**What the task asks:**
Copy out each line of the material that includes the word "Clone".

**Data supplied:**
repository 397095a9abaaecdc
use super::{SortField, SortOrder};

#[derive(Debug, Clone, Copy, PartialEq, Eq)]
pub enum TeamSort {
    TeamName,
}

impl SortField for TeamSort {
    const ALL: &'static [Self] = &[TeamSort::TeamName];

    fn name(&self) -> &'static str {
        match self {
            TeamSort::TeamName => "team_name",
        }
    }
}

#[derive(Debug, Clone)]
pub struct TeamFilter {
    pub search: Option<String>,
    pub ordering: SortOrder<TeamSort>,
}

impl Default for TeamFilter {
    fn default() -> Self {
        Self {
            search: None,
            ordering: SortOrder::asc(TeamSort::TeamName),
        }
    }
}

#[derive(Debug, Clone)]
pub struct NewTeam {
    pub team_name: String,
    pub description: String,
}

#[derive(Debug, Clone, Default)]
pub struct TeamPatch {
    pub team_name: Option<String>,
    pub description: Option<String>,
}
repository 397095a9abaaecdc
pub mod crud;
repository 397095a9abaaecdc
//! In-memory implementation of every repository port, used by unit and router tests.

use std::collections::BTreeSet;
use std::sync::{Mutex, MutexGuard, OnceLock};

use async_trait::async_trait;
use chrono::{DateTime, Duration, NaiveDate, TimeZone, Utc};
use uuid::Uuid;

use crate::application::access::{RequestScope, Viewer};
use crate::application::dto::accounts::{NewAccount, ProfileFilter, ProfilePatch, ProfileSort};
use crate::application::dto::equipment::{
    EquipmentFilter, EquipmentPatch, EquipmentSort, NewEquipment,
};
use crate::application::dto::notifications::{
    NewNotification, NotificationPatch, NotificationSort,
};
use crate::application::dto::requests::{NewRequest, RequestFilter, RequestPatch, RequestSort};
use crate::application::dto::teams::{NewTeam, TeamFilter, TeamPatch};
use crate::application::dto::{SortOrder, contains_ci};
use crate::application::ports::equipment_repository::EquipmentRepository;
use crate::application::ports::errors::DuplicateKey;
use crate::application::ports::notification_repository::NotificationRepository;
use crate::application::ports::request_repository::RequestRepository;
use crate::application::ports::team_repository::TeamRepository;
use crate::application::ports::user_repository::{UserRepository, UserRow};
use crate::application::use_cases::auth::password::hash_password;
use crate::domain::accounts::profile::{Account, Profile};
use crate::domain::accounts::user::{Role, User};
use crate::domain::maintenance::equipment::Equipment;
use crate::domain::maintenance::notification::Notification;
use crate::domain::maintenance::request::{MaintenanceRequest, RequestStatus, RequestType};
use crate::domain::maintenance::team::MaintenanceTeam;

pub const TEST_PASSWORD: &str = "password123";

**Written solution:**
#[derive(Debug, Clone, Copy, PartialEq, Eq)]
#[derive(Debug, Clone)]
#[derive(Debug, Clone)]
#[derive(Debug, Clone, Default)]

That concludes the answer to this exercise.